Irving Fisher was an economist (Yale PhD) and he was published for
things like his work on money and price levels.
He's also known for his famous
observation about the stock market, made just a few days before the
biggest crash (so far, but stick around a while) in the US stock
market's history. "Stock
prices have reached what looks like a permanently high plateau."
---
I remind you of Fisher because of
the headlines about today that sound eerily similar. Here's a
dandy assort of headlines around a single story:
"Economy weak but not enough for recession: report"
"Economists
see US avoiding recession."
"UCLA Experts don't buy recession."
Is Ure wrong, and the whole rest
of the (academic) world right? Maybe - but only till this
coming fall and winter. Here's why:
The
National Bureau of Economic Research is the qusi-benchmark in
determining what a "recession" is and they have gone to some lengths
to come up with a tight definition. Essentially, you have to
experience a decline in GDP over some period of time before a
downturn in the economy is anointed with the "R" word.
In fact, the NBER has a whole
committee process for looking at the numbers (largely government
produced) and discerning what's a recession and what's not.
They have also documented their "Recession
Dating Procedure" so that financial writers (like me, for
instance) won't use the term too loosely.
So, just what is a
recession?
"A recession is a significant
decline in economic activity spread across the economy, lasting
more than a few months, normally visible in real GDP, real
income, employment, industrial production, and wholesale-retail
sales.
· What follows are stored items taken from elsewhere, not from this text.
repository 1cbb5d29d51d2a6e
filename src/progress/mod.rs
//! Progress reporting for pipeline runs

mod handler;
mod logging;

pub use handler::{NoOpHandler, ProgressEvent, ProgressHandler};
pub use logging::LoggingHandler;
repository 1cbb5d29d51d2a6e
use std::fs;
use std::io;
use std::path::{Path, PathBuf};
use tracing::{debug, warn};
use uuid::Uuid;

/// Directory layout of one pipeline run, derived from its run id:
///
/// ```text
/// <work_dir>/runs/<run_id>/
///     source/            checkout of the task's repository
///     snapshots/         snapshot store
///     attempt-<n>/       scratch workspace and container definition
///     artifact/          canonical output location
/// ```
#[derive(Debug, Clone)]
pub struct RunWorkspace {
    run_id: Uuid,
    root: PathBuf,
}

impl RunWorkspace {
    pub fn create(work_dir: &Path, run_id: Uuid) -> io::Result<Self> {
        let root = work_dir.join("runs").join(run_id.to_string());
        fs::create_dir_all(&root)?;
        Ok(Self { run_id, root })
    }

    pub fn run_id(&self) -> Uuid {
        self.run_id
    }

    pub fn root(&self) -> &Path {
        &self.root
    }

    pub fn source_dir(&self) -> PathBuf {
        self.root.join("source")
    }

    pub fn snapshots_dir(&self) -> PathBuf {
        self.root.join("snapshots")
    }

    pub fn attempt_dir(&self, attempt: u32) -> PathBuf {
        self.root.join(format!("attempt-{}", attempt))
    }

    pub fn attempt_workspace(&self, attempt: u32) -> PathBuf {
        self.attempt_dir(attempt).join("workspace")
    }

    pub fn artifact_dir(&self) -> PathBuf {
        self.root.join("artifact")
    }

    /// Removes checkouts, snapshots and attempt directories. The artifact and
    /// anything under `preserve` stay; a deployed service may be reading them.
    pub fn cleanup(&self, preserve: Option<&Path>) {
        let entries = match fs::read_dir(&self.root) {
            Ok(entries) => entries,
            Err(e) => {
                debug!(root = %self.root.display(), error = %e, "Nothing to clean up");
                return;
            }
        };

        let artifact = self.artifact_dir();
        for entry in entries.flatten() {
            let path = entry.path();
            if path == artifact {
                continue;
            }
            if let Some(keep) = preserve {
                if keep.starts_with(&path) {
                    continue;
                }
            }
            let result = if path.is_dir() {
                fs::remove_dir_all(&path)
            } else {
                fs::remove_file(&path)
            };
            if let Err(e) = result {
                warn!(path = %path.display(), error = %e, "Failed to remove run directory");
            }
        }
    }
}

#[cfg(test)]
mod tests {
    use super::*;
    use tempfile::TempDir;

    #[test]
    fn test_layout_derives_from_run_id() {
        let dir = TempDir::new().unwrap();
        let id = Uuid::new_v4();
        let run = RunWorkspace::create(dir.path(), id).unwrap();

        assert!(run.root().ends_with(id.to_string()));
        assert_eq!(run.attempt_workspace(3), run.root().join("attempt-3/workspace"));
        assert_ne!(
            RunWorkspace::create(dir.path(), Uuid::new_v4()).unwrap().root(),
            run.root()
        );
    }

    #[test]
    fn test_cleanup_keeps_artifact_and_preserved_workspace() {
        let dir = TempDir::new().unwrap();
        let run = RunWorkspace::create(dir.path(), Uuid::new_v4()).unwrap();
        for path in [
            run.snapshots_dir(),
            run.artifact_dir(),
            run.attempt_workspace(1),
            run.attempt_workspace(2),
        ] {
            fs::create_dir_all(&path).unwrap();
        }

        let keep = run.attempt_workspace(2);
        run.cleanup(Some(&keep));

        assert!(run.artifact_dir().exists());
        assert!(keep.exists());
        assert!(!run.snapshots_dir().exists());
        assert!(!run.attempt_dir(1).exists());
    }
}
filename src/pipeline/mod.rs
//! The self-healing build pipeline: controller, loop state, results, worker

mod config;
mod controller;
mod result;
mod state;
mod worker;
mod workspace;

pub use config::{
    PipelineConfig, DEFAULT_BUILD_TIMEOUT, DEFAULT_COLLABORATOR_TIMEOUT, DEFAULT_MAX_ATTEMPTS,
};
pub use controller::PipelineController;
pub use result::{AttemptOutcome, AttemptRecord, PipelineResult, Status};
pub use state::{PipelineState, Step, Transition};
pub use worker::{Worker, WorkerConfig, WorkerError, WorkerSummary};
pub use workspace::RunWorkspace;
A recession begins just after the economy reaches a peak
of activity and ends as the economy reaches its trough. Between
trough and peak, the economy is in an expansion. Expansion is
the normal state of the economy; most recessions are brief and
they have been rare in recent decades."
It's here that we encounter one
of the fundamental issues with modern day economics; there's a time
lag.
The goal of this web site (and
the subscription-based companion www.peoplenomics.com) is to look
ahead at a reasonable expected path for the economy in the
future so that people can adjust their thinking, personal plans, and
perhaps even their investment strategies, in order to ameliorate
adverse impacts.
Economists, as a body, on the
other hand, being precise, although seldom in agreement, wait until
the GDP numbers (and a slew of other indicators) have been compiled
before admitting the the "R" word has been visited upon us.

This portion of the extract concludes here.